5. Functional Requirements

5.1 Backend & MCP

  • Metadata Injection: The read_note and search_notes tools must return a CallToolResult containing the _meta.openai.outputTemplate field to trigger widgets.
  • CORS: The API must allow requests from https://chatgpt.com to support iframe loading.
  • No Auth Mode: The backend must support a configured ENABLE_NOAUTH_MCP flag. When enabled, MCP tools will default to the "demo-user" context if no Authorization header is present, bypassing strict checks.

5.2 Frontend Widgets

  • Widget Entry Point: A new build target (widget.html + widget.tsx) must be created to serve simplified UI components.
  • Note Viewer Widget: A lightweight version of the NoteViewer component that:
    • Renders Markdown.
    • Handles Wikilink clicks (by requesting ChatGPT to navigate or loading the new note within the widget).
    • Hides the sidebar and app chrome.
  • Search Widget: A simple list view for search results that triggers note navigation on click.

5.3 Infrastructure

  • Static Serving: The FastAPI server must serve widget.html with the correct text/html+skybridge MIME type when requested.
  • Build Pipeline: The Vite configuration must output both the main SPA (index.html) and the widget bundle (widget.html).

6. Success Criteria

  1. Widget Rendering: A read_note tool call successfully renders the custom HTML widget inside the ChatGPT Developer Mode interface.
  2. Navigation: Clicking a Wikilink in the widget successfully loads the target note (either by refreshing the widget or triggering a new tool call).
  3. Zero Regression: The existing standalone web app (/) continues to function normally for local development.
  4. Performance: Widget load time < 500ms (leveraging the lightweight bundle).

7. Assumptions & Dependencies

  • Host: Hugging Face Spaces or Localhost (tunneled) will be used for hosting.
  • Apps SDK: We rely on the OpenAI Apps SDK beta features; behavior may be subject to platform changes.
  • Auth: We assume a single-tenant or shared-tenant "demo" mode is acceptable for the hackathon submission.

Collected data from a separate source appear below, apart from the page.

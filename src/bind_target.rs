use crate::prop_path::PropPath;
use serde::{Deserialize, Serialize};
use std::fmt::{Display, Formatter};

/// The address of one node in one cache item.
///
/// Produced by the (external) field declaration parser. `storage_path: None` means "the
/// consumer's own context"; hosts fill it in with [`BindTargetDeclaration::with_context_path`]
/// before subscribing. Sources with a single global bucket ignore the path.
#[derive(Debug, Clone, PartialEq, Eq, Hash, Serialize, Deserialize)]
pub struct BindTargetDeclaration {
    pub storage_type: String,
    pub storage_path: Option<String>,
    pub storage_prop: PropPath,
    #[serde(default)]
    pub listen_to_children: bool,
}

impl BindTargetDeclaration {
    pub fn new(storage_type: &str, storage_path: Option<&str>, storage_prop: PropPath) -> Self {
        BindTargetDeclaration {
            storage_type: storage_type.to_string(),
            storage_path: storage_path.map(str::to_string),
            storage_prop,
            listen_to_children: false,
        }
    }

    pub fn listening_to_children(mut self) -> Self {
        self.listen_to_children = true;
        self
    }

    /// Resolve a context-relative declaration against the consumer's own storage path.
    /// Declarations that already name a path are returned unchanged.
    pub fn with_context_path(mut self, context_path: &str) -> Self {
        if self.storage_path.is_none() {
            self.storage_path = Some(context_path.to_string());
        }
        self
    }
}

impl Display for BindTargetDeclaration {
    fn fmt(&self, f: &mut Formatter) -> std::fmt::Result {
        write!(
            f,
            "{}#{}/{}{}",
            self.storage_type,
            self.storage_path.as_deref().unwrap_or(""),
            self.storage_prop,
            if self.listen_to_children { "/*" } else { "" }
        )
    }
}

8. Questions & Clarifications

  1. Widget Navigation: When a user clicks a link in the widget, should it trigger a client-side router push (staying in the same iframe) or ask ChatGPT to "open note X"?

    • Assumption: Client-side navigation within the widget is smoother for "browsing", while asking ChatGPT is better for "contextualizing". We will prioritize client-side navigation for V1 to keep the UI snappy.
  2. Auth Header: Will ChatGPT send the service token in the Authorization header?

    • Assumption: Yes, we will configure the Custom API Action or App definition with the static Bearer token.